* _Task brief_
The answer should consist solely of the lines from the first one below through the line containing "assert!(ranking.is_sorted());", copied exactly.

++++++++++

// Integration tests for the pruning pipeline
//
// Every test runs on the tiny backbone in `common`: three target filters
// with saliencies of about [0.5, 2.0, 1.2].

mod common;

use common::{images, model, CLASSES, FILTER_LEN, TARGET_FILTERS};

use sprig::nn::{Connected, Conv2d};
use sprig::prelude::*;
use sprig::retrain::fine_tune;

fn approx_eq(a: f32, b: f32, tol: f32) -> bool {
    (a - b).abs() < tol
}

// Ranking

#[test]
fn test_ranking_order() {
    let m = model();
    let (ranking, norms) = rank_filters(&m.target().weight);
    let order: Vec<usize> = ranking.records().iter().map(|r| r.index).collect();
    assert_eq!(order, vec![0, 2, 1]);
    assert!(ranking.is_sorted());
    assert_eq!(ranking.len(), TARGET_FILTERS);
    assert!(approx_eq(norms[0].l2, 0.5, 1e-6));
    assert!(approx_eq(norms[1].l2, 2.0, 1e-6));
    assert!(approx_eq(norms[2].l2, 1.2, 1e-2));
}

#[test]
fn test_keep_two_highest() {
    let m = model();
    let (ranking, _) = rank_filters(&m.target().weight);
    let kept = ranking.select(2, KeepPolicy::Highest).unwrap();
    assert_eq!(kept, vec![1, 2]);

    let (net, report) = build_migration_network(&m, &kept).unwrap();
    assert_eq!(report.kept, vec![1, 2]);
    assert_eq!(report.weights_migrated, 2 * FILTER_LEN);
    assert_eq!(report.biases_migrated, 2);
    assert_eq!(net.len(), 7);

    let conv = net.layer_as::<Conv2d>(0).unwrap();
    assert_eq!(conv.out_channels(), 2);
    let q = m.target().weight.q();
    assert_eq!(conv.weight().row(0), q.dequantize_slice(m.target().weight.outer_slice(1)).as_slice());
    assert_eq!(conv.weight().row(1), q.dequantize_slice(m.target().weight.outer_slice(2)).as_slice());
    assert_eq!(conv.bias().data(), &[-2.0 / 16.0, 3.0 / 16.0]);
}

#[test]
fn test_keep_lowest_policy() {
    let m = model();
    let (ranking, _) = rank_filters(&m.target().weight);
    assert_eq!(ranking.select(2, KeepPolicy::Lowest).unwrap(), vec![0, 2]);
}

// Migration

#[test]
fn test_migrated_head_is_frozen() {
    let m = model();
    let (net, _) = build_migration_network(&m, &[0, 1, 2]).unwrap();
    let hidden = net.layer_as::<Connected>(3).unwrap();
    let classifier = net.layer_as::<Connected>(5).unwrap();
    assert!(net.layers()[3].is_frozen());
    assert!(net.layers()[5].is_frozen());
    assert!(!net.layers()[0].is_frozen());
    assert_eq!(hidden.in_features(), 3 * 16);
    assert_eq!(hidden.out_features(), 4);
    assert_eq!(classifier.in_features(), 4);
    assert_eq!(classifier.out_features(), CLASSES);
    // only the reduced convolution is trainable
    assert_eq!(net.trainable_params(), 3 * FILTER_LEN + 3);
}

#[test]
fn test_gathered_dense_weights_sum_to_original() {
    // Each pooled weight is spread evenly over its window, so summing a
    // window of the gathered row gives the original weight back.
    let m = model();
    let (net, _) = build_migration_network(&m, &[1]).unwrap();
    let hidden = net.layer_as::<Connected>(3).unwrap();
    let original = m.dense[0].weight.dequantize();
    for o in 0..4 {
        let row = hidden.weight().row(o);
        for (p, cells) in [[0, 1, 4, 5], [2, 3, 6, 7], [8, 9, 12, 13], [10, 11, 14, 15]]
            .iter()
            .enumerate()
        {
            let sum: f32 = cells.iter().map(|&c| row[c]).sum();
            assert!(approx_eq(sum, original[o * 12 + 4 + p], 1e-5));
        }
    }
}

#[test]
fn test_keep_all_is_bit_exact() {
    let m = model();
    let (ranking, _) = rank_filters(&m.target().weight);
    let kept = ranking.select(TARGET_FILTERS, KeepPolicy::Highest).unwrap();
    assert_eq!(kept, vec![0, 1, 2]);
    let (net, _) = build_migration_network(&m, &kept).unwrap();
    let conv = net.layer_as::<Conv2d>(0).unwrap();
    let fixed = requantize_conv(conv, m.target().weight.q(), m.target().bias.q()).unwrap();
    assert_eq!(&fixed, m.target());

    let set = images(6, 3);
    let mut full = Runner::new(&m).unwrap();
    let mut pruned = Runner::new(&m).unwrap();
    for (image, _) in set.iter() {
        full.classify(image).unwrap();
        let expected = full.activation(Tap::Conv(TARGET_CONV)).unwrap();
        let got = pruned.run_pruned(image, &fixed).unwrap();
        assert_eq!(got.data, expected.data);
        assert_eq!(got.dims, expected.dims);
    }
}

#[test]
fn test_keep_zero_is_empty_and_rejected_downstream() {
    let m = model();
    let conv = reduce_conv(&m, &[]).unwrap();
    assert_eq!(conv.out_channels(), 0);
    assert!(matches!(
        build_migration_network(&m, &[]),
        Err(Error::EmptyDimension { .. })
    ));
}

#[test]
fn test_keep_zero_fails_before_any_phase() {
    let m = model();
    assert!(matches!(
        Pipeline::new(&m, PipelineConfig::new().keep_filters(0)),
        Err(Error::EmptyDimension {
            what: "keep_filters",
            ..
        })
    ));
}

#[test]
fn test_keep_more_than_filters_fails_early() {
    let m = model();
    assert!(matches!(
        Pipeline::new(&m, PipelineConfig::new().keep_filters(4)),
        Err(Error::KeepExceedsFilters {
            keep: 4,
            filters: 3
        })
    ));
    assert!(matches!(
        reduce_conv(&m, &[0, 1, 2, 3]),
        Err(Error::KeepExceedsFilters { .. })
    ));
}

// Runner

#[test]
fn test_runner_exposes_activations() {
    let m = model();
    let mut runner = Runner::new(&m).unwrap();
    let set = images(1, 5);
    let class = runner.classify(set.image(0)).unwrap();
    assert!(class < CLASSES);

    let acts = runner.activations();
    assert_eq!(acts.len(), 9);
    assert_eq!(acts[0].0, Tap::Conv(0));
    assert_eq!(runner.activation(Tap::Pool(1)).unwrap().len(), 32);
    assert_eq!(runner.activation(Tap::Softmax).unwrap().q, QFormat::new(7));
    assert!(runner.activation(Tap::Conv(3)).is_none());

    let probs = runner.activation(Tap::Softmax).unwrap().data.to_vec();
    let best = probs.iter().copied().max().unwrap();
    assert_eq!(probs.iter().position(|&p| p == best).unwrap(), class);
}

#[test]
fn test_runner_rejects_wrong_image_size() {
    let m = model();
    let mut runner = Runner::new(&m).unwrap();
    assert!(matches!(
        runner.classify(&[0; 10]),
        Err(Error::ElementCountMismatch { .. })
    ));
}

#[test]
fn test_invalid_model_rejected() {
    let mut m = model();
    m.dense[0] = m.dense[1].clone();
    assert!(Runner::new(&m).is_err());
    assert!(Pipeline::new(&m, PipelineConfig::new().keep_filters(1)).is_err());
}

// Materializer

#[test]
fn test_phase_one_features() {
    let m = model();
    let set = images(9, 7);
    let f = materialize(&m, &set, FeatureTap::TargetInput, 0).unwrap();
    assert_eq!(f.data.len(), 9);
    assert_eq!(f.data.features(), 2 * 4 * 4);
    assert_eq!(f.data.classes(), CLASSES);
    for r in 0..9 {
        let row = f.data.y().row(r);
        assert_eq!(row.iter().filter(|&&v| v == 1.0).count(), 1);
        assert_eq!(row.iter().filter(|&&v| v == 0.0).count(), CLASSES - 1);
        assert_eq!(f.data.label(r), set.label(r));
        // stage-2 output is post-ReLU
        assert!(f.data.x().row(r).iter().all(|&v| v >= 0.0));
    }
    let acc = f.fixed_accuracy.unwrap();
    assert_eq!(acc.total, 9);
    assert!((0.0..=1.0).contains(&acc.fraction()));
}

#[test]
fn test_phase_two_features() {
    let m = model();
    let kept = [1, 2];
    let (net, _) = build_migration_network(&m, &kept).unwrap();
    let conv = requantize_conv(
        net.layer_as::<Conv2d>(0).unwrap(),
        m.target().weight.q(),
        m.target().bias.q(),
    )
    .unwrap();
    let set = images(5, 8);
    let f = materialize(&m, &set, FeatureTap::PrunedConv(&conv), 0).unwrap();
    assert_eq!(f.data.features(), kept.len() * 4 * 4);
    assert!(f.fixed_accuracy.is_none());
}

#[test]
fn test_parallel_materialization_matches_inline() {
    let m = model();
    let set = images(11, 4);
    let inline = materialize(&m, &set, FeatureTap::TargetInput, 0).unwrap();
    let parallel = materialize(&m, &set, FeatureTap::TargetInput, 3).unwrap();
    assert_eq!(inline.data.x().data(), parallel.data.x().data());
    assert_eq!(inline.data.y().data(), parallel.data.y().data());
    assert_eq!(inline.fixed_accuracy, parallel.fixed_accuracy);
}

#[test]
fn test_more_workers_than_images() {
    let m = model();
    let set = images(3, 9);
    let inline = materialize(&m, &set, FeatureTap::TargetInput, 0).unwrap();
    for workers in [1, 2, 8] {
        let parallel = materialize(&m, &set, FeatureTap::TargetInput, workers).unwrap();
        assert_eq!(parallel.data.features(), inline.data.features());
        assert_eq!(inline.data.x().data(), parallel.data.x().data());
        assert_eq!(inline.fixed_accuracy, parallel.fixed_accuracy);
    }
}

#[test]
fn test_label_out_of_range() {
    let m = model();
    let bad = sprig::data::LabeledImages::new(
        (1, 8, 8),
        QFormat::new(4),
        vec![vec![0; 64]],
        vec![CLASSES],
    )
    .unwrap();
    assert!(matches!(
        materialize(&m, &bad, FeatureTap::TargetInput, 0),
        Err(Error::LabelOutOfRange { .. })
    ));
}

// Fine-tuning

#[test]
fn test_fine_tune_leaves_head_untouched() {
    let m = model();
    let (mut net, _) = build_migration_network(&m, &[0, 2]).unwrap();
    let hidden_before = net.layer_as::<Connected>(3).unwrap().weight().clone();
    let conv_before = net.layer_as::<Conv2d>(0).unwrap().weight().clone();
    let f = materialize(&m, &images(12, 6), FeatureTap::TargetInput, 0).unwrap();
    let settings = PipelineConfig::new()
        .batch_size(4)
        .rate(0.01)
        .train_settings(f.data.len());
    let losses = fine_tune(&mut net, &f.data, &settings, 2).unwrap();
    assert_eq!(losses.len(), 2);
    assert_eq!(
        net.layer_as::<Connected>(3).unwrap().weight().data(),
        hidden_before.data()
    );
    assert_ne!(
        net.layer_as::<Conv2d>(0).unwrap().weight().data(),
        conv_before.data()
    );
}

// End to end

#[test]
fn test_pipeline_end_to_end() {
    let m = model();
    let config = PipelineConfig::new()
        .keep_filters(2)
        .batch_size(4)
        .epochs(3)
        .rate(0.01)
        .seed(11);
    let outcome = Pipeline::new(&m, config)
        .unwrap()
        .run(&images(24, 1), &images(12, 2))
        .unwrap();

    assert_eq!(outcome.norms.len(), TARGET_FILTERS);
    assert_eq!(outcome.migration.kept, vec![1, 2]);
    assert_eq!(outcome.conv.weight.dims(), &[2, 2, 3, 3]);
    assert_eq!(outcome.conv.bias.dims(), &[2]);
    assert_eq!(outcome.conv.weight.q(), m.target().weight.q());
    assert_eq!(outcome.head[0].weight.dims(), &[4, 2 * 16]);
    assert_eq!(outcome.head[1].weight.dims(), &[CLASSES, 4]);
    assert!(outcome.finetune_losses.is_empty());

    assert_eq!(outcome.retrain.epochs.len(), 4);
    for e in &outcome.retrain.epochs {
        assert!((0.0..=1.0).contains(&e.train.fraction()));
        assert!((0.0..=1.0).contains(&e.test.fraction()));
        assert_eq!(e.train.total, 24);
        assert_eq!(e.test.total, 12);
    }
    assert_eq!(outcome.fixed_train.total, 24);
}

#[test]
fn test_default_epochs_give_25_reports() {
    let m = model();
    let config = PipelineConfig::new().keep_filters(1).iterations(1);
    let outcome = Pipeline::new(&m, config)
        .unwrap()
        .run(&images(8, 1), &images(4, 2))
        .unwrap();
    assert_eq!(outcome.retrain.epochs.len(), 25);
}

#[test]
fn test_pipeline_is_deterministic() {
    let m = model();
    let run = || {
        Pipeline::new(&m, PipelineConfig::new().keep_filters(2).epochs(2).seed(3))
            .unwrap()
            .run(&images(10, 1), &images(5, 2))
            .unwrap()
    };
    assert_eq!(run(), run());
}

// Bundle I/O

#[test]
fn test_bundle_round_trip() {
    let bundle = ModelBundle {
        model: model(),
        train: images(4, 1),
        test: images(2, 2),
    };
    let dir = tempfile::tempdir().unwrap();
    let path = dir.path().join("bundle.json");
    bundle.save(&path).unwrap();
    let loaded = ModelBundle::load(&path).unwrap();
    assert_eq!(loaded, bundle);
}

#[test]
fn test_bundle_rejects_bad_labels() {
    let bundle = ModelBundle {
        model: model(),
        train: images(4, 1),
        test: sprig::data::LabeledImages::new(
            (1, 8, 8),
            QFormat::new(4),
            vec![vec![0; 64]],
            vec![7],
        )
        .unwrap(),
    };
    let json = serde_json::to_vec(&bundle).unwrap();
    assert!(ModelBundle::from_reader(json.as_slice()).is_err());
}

++++++++++

* _Task result_
// Integration tests for the pruning pipeline
//
// Every test runs on the tiny backbone in `common`: three target filters
// with saliencies of about [0.5, 2.0, 1.2].

mod common;

use common::{images, model, CLASSES, FILTER_LEN, TARGET_FILTERS};

use sprig::nn::{Connected, Conv2d};
use sprig::prelude::*;
use sprig::retrain::fine_tune;

fn approx_eq(a: f32, b: f32, tol: f32) -> bool {
    (a - b).abs() < tol
}

// Ranking

#[test]
fn test_ranking_order() {
    let m = model();
    let (ranking, norms) = rank_filters(&m.target().weight);
    let order: Vec<usize> = ranking.records().iter().map(|r| r.index).collect();
    assert_eq!(order, vec![0, 2, 1]);
    assert!(ranking.is_sorted());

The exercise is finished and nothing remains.